Il delitto perfetto
Di Maio ha definito come un delitto perfetto l’aggiudicazione della gara per lo stabilimento di Taranto dell’ex Ilva ad Arcelor Mittal.
Sarebbe un delitto perfetto perché non sarebbe stato tenuto nel dovuto conto l’interesse pubblico al risanamento ambientale ma questa omissione non consentirebbe l’annullamento in via di autotutela della gara.
Il delitto perfetto, il delitto della Rue Morgue sognato da Edgar Allan Poe, è il delitto in cui il colpevole non può essere punito, perché il colpevole non è l’assassino.
Le parti in gioco, il colpevole e l’assassino, sono la politica e l’amministrazione: il livello politico, che è definizione dei valori che consentono di unire le persone in una comunità, e l’amministrazione, che è la trasformazione di questi valori in realtà, per mezzo di imparzialità e buon andamento, rispettando il principio di legalità dell’azione amministrativa.
Per Di Maio, si ha un delitto perfetto perché le regole dell’azione amministrativa impediscono alla politica di tornare sui suoi passi, malgrado vi sia una lesione dell’interesse al risanamento ambientale di Taranto.
Non è un delitto perfetto: è il principio di legalità e sarebbe davvero terribile uno Stato che consentisse al principio di legalità di cambiare di senso ad ogni avvicendamento politico.

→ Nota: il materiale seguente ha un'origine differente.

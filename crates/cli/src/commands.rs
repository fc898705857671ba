//! Clap command tree definition.

use clap::{value_parser, Arg, ArgAction, Command};
use std::path::PathBuf;

use crate::parse::{parse_flags, parse_url};

/// Build the complete CLI command tree.
pub fn build_cli() -> Command {
    Command::new("chloramine")
        .about("Inspects, creates and modifies extension containers")
        .subcommand_required(true)
        .arg_required_else_help(true)
        .arg(
            Arg::new("verbose")
                .long("verbose")
                .short('v')
                .help("Log decoder and encoder activity to stderr")
                .action(ArgAction::SetTrue)
                .global(true),
        )
        .arg(
            Arg::new("config")
                .long("config")
                .value_name("PATH")
                .help("Defaults file for wrap (default: ./chloramine.toml)")
                .value_parser(value_parser!(PathBuf))
                .global(true),
        )
        .subcommand(build_info())
        .subcommand(build_wrap())
        .subcommand(build_version())
}

fn build_info() -> Command {
    Command::new("info")
        .visible_aliases(["i", "open"])
        .about("Displays extension container information")
        .arg(
            Arg::new("container-file")
                .required(true)
                .value_parser(value_parser!(PathBuf))
                .help("Container to inspect"),
        )
        .arg(
            Arg::new("json")
                .long("json")
                .help("Print the manifest as JSON")
                .action(ArgAction::SetTrue),
        )
}

fn build_wrap() -> Command {
    Command::new("wrap")
        .visible_alias("w")
        .about("Wraps an arbitrary file inside an extension container")
        .arg(
            Arg::new("input-file")
                .required(true)
                .value_parser(value_parser!(PathBuf))
                .help("File to wrap"),
        )
        .arg(
            Arg::new("container-file")
                .required(true)
                .value_parser(value_parser!(PathBuf))
                .help("Container to write"),
        )
        .arg(
            Arg::new("format")
                .long("format")
                .value_name("REVISION")
                .value_parser(value_parser!(u8))
                .help("Manifest format revision"),
        )
        .arg(
            Arg::new("target")
                .long("target")
                .value_name("PRODUCT")
                .help("Target product identifier"),
        )
        .arg(
            Arg::new("environment")
                .long("environment")
                .value_name("TYPE")
                .help("Extension environment"),
        )
        .arg(
            Arg::new("id")
                .long("id")
                .required(true)
                .help("Globally unique extension identifier"),
        )
        .arg(
            Arg::new("version")
                .long("version")
                .required(true)
                .help("Extension revision"),
        )
        .arg(
            Arg::new("flags")
                .long("flags")
                .value_parser(parse_flags)
                .help("Container flags (decimal or 0x-prefixed hex)"),
        )
        .arg(
            Arg::new("metadata-flags")
                .long("metadata-flags")
                .value_parser(parse_flags)
                .help("Metadata flags (decimal or 0x-prefixed hex)"),
        )
        .arg(
            Arg::new("distribution-url")
                .long("distribution-url")
                .value_name("URL")
                .value_parser(parse_url)
                .help("Distribution website"),
        )
        .arg(
            Arg::new("documentation-url")
                .long("documentation-url")
                .value_name("URL")
                .value_parser(parse_url)
                .help("Documentation website"),
        )
        .arg(
            Arg::new("issue-reporting-url")
                .long("issue-reporting-url")
                .value_name("URL")
                .value_parser(parse_url)
                .help("Issue reporting tool"),
        )
        .arg(
            Arg::new("author")
                .long("author")
                .value_name("NAME")
                .action(ArgAction::Append)
                .help("Author, as `Name` or `Name (Alias)`"),
        )
        .arg(
            Arg::new("contributor")
                .long("contributor")
                .value_name("NAME")
                .action(ArgAction::Append)
                .help("Previous contributor, as `Name` or `Name (Alias)`"),
        )
        .arg(
            Arg::new("service")
                .long("service")
                .value_name("ID:VERSION")
                .action(ArgAction::Append)
                .help("Provided service"),
        )
        .arg(
            Arg::new("extension-dependency")
                .long("extension-dependency")
                .visible_alias("dependency")
                .value_name("[?]ID:RANGE")
                .action(ArgAction::Append)
                .help("Extension dependency; a leading `?` marks it optional"),
        )
        .arg(
            Arg::new("service-dependency")
                .long("service-dependency")
                .value_name("[?]ID:RANGE")
                .action(ArgAction::Append)
                .help("Service dependency; a leading `?` marks it optional"),
        )
}

fn build_version() -> Command {
    Command::new("version").about("Displays the tool version number and build info")
}
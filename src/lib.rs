//! Chloramine - self-describing extension containers
//!
//! An extension container prefixes an arbitrary payload with a manifest: a
//! fixed header, a reserved authentication section and a versioned metadata
//! section describing the extension (identity, authors, provided services
//! and dependencies).
//!
//! # Quick Start
//!
//! ```ignore
//! use chloramine::{BinarySerializable, Manifest};
//!
//! let manifest = Manifest::builder()
//!     .set_content_length(payload.len() as u64)
//!     .create_metadata(0, |m| {
//!         m.set_product_identifier("org.basinmc.faucet")
//!             .set_environment_type("java")
//!             .set_identifier("org.basinmc.example")
//!             .set_version("1.0.0");
//!     })?
//!     .build()?;
//!
//! let mut container = manifest.to_bytes()?;
//! container.extend_from_slice(&payload);
//!
//! let decoded = Manifest::from_bytes(&container)?;
//! assert_eq!(decoded.content_offset(), manifest.serialized_length());
//! ```

// Re-export the public API from chloramine-manifest
pub use chloramine_manifest::*;
//! URI references carried in metadata
//!
//! Links are stored exactly as written so a decoded section re-encodes to
//! the same bytes. Both absolute URIs and relative references are accepted.

use std::fmt;
use std::str::FromStr;
use thiserror::Error;
use url::Url;

/// Base used only to check that relative references resolve.
const REFERENCE_BASE: &str = "urn-check://reference.invalid/";

/// Errors from [`Uri::parse`].
#[derive(Debug, Clone, PartialEq, Eq, Error)]
pub enum UriError {
    #[error("URI reference is empty")]
    Empty,

    /// Whitespace and control characters are never valid, escaped or not.
    #[error("illegal character {ch:?} at index {index}")]
    IllegalCharacter { ch: char, index: usize },

    #[error("malformed URI reference: {0}")]
    Malformed(#[from] url::ParseError),
}

/// A validated URI reference, kept verbatim.
#[derive(Debug, Clone, PartialEq, Eq, Hash, serde::Serialize)]
#[serde(transparent)]
pub struct Uri(String);

impl Uri {
    /// Validate `raw` as an absolute URI or a relative reference.
    pub fn parse(raw: &str) -> Result<Self, UriError> {
        if raw.is_empty() {
            return Err(UriError::Empty);
        }
        if let Some((index, ch)) = raw
            .char_indices()
            .find(|(_, c)| c.is_whitespace() || c.is_control())
        {
            return Err(UriError::IllegalCharacter { ch, index });
        }

        match Url::parse(raw) {
            Ok(_) => {}
            Err(url::ParseError::RelativeUrlWithoutBase) => {
                Url::parse(REFERENCE_BASE)?.join(raw)?;
            }
            Err(e) => return Err(e.into()),
        }
        Ok(Uri(raw.to_string()))
    }

    pub fn as_str(&self) -> &str {
        &self.0
    }

    /// True when the reference carries no scheme.
    pub fn is_relative(&self) -> bool {
        Url::parse(&self.0).is_err()
    }

    /// Parsed form of an absolute URI; `None` for relative references.
    pub fn to_url(&self) -> Option<Url> {
        Url::parse(&self.0).ok()
    }

    pub fn into_string(self) -> String {
        self.0
    }
}

impl fmt::Display for Uri {
    fn fmt(&self, f: &mut fmt::Formatter<'_>) -> fmt::Result {
        f.write_str(&self.0)
    }
}

impl AsRef<str> for Uri {
    fn as_ref(&self) -> &str {
        &self.0
    }
}

impl FromStr for Uri {
    type Err = UriError;

    fn from_str(s: &str) -> Result<Self, Self::Err> {
        Uri::parse(s)
    }
}

impl From<Url> for Uri {
    fn from(url: Url) -> Self {
        Uri(url.into())
    }
}
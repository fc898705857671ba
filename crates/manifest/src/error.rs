//! Error types for the manifest codec
//!
//! Every decode, encode and build operation reports failure through
//! [`ManifestError`]. Errors abort the operation that produced them; nothing
//! in this crate retries or substitutes defaults for malformed input.

use crate::options::ReadOptionsError;
use std::io;
use thiserror::Error;

/// Result type alias for manifest operations
pub type Result<T> = std::result::Result<T, ManifestError>;

/// Manifest sections whose lengths are declared in the header
#[derive(Debug, Clone, Copy, PartialEq, Eq)]
pub enum Section {
    /// Reserved signature section
    Authentication,
    /// Versioned metadata section
    Metadata,
}

impl std::fmt::Display for Section {
    fn fmt(&self, f: &mut std::fmt::Formatter<'_>) -> std::fmt::Result {
        match self {
            Section::Authentication => f.write_str("authentication"),
            Section::Metadata => f.write_str("metadata"),
        }
    }
}

/// Error types for the manifest codec
#[derive(Debug, Error)]
pub enum ManifestError {
    /// Magic number does not identify an extension container
    #[error("Illegal magic number: 0x{magic:08X}")]
    InvalidHeader {
        /// Magic number found at offset 0
        magic: u32,
    },

    /// A section length exceeds the permitted bound
    #[error("Illegal {section} section: Section exceeds maximum length ({length} bytes > {max})")]
    SectionTooLarge {
        /// Offending section
        section: Section,
        /// Declared length
        length: u64,
        /// Permitted maximum
        max: u64,
    },

    /// The byte source ended before a declared region was complete
    #[error("Unexpected end of input: expected {expected} bytes, got {actual}")]
    UnexpectedEndOfInput {
        /// Bytes required
        expected: u64,
        /// Bytes actually available
        actual: u64,
    },

    /// A primitive field extends past the end of its buffer
    #[error("Truncated input: field requires {needed} bytes, {remaining} remaining")]
    TruncatedInput {
        /// Bytes required by the field
        needed: usize,
        /// Bytes left in the buffer
        remaining: usize,
    },

    /// No registered handler accepts the metadata format version
    #[error("Unsupported metadata format version: {0}")]
    UnsupportedFormatVersion(u8),

    /// A mandatory string is absent
    #[error("Missing value for required field: {0}")]
    MissingRequiredField(&'static str),

    /// A field is present but its value is malformed
    #[error("Illegal value for field {field}: {reason}")]
    InvalidFieldValue {
        /// Field name
        field: &'static str,
        /// Why the value was rejected
        reason: String,
    },

    /// A numeric value does not fit its field width
    #[error("Value exceeds field bounds: {value} (permitted 0..={max})")]
    ValueOutOfRange {
        /// Value that was rejected
        value: i64,
        /// Largest value the field can hold
        max: u64,
    },

    /// A builder was finalized without a required section
    #[error("Missing manifest section: {0}")]
    MissingRequiredSection(&'static str),

    /// Read options failed validation
    #[error("Invalid read options: {0}")]
    InvalidOptions(#[from] ReadOptionsError),

    /// A string blob is not valid UTF-8
    #[error("Invalid string encoding: {0}")]
    InvalidEncoding(#[from] std::string::FromUtf8Error),

    /// I/O error while reading or writing a container
    #[error("I/O error: {0}")]
    Io(#[from] io::Error),
}
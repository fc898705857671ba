//! Extension container manifest codec
//!
//! An extension container is a single binary file: a fixed 30-byte header,
//! a reserved authentication section, a versioned metadata section and
//! the extension payload. This crate reads and writes everything up to the
//! payload.
//!
//! - Primitive codec: length-prefixed strings, blobs and collections
//! - Metadata records: revision 0 schema and its builder
//! - Handler registry: format version to decoder/builder dispatch
//! - Manifest: header protocol, offset arithmetic, payload decoration

#![warn(clippy::all)]

pub mod codec;
pub mod error;
pub mod header;
pub mod manifest;
pub mod metadata;
pub mod options;
pub mod registry;

pub use codec::{BinaryDecodable, BinarySerializable};
pub use error::{ManifestError, Result, Section};
pub use header::{ManifestHeader, HEADER_LENGTH, MAGIC_NUMBER};
pub use manifest::{Manifest, ManifestBuilder};
pub use metadata::{
    Author, Dependency, Metadata, MetadataBuilder, MetadataV0, MetadataV0Builder, Service, Uri,
    UriError, METADATA_V0_VERSION,
};
pub use options::{ReadOptions, ReadOptionsError, DEFAULT_MAX_SECTION_LENGTH};
pub use registry::{
    register_metadata_handler, resolve_builder_factory, resolve_decoder, MetadataHandler,
};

Di Maio, però, non parla più di Ilva, sembra essersi arreso, sembra avere trovato nella retorica del delitto perfetto il motivo per giustificare il tradimento di una promessa elettorale piuttosto chiara.
Parla, invece, con lo stesso vigore, della concessione ad Autostrade e urla, insieme al suo ministro Toninelli, a gran voce che questa concessione deve essere revocata e che è il momento di tornare alle nazionalizzazioni.
Anche in questo caso, sembra di poter parlare di un delitto perfetto: perché la revoca della concessione a Autostrade per l’Italia non riguarda il livello della politica – il livello della costruzione dei valori e della comunità – ma il livello amministrativo: dipende dall’analisi della convenzione in essere e dalla comprensione pro veritate della gravità dell’inadempimento commesso dal gestore nel momento in cui il ponte Morandi è crollato.
Ma lo stesso vale anche per il proclama con cui Di Maio affida a Fincantieri l’opera di ricostruzione del ponte, senza considerare che, forse, è la convenzione in essere che regola chi affida i lavori che devono essere svolti e a quali condizioni e che comunque la scelta di un appaltatore non appartiene al livello politico.
Quando si parla di eccesso di potere, si parla anche di confusione fra politica e amministrazione, di un’amministrazione che si lascia condizionare dalla politica e di una politica che vuole scendere al livello dell’amministrazione.
E’ quello che Di Maio lamenta quando parla della gara sulla ex Ilva ed è esattamente quello che Di Maio fa quando parla di Autostrade: il suo ruolo dovrebbe essere di passare le carte all’Avvocatura dello Stato perché definisca le iniziative da intraprendere per tutelare l’interesse nazionale e, in questo, non c’è niente di politico.
C’è un contratto da interpretare.
Distinguere fra colpevoli e assassini è la base dell’eccesso di potere: Di Maio è il colpevole della revoca della concessione a Autostrade, se mai ci sarà, ma non è l’assassino, perché non può essere lui a disporla, deve essere il ministero delle infrastrutture, compiuti i necessari passi e rispettata la legalità procedimentale.
Anticipare a livello politico le scelte amministrative serve solo a precostituire un sintomo di eccesso di potere, ovvero a commettere un delitto perfetto: fingere di revocare, revocare con un provvedimento illegittimo in modo da consentire a Palazzo Spada di annullare la revoca, con buona pace di tutti: della politica che può affermare di avere fatto tutto quello che poteva, persino un provvedimento illegittimo, e delle Autostrade di Atlantia che possono riprendere i loro affari.
Avremmo voluto un mondo diverso, ma avremmo voluto anche un vice premier che non si fa ritrarre dal fotografo di corte dei Benetton (Oliviero Toscani) mentre attacca il loro impero economico, senza accorgersi dell’ironia di quel ritratto.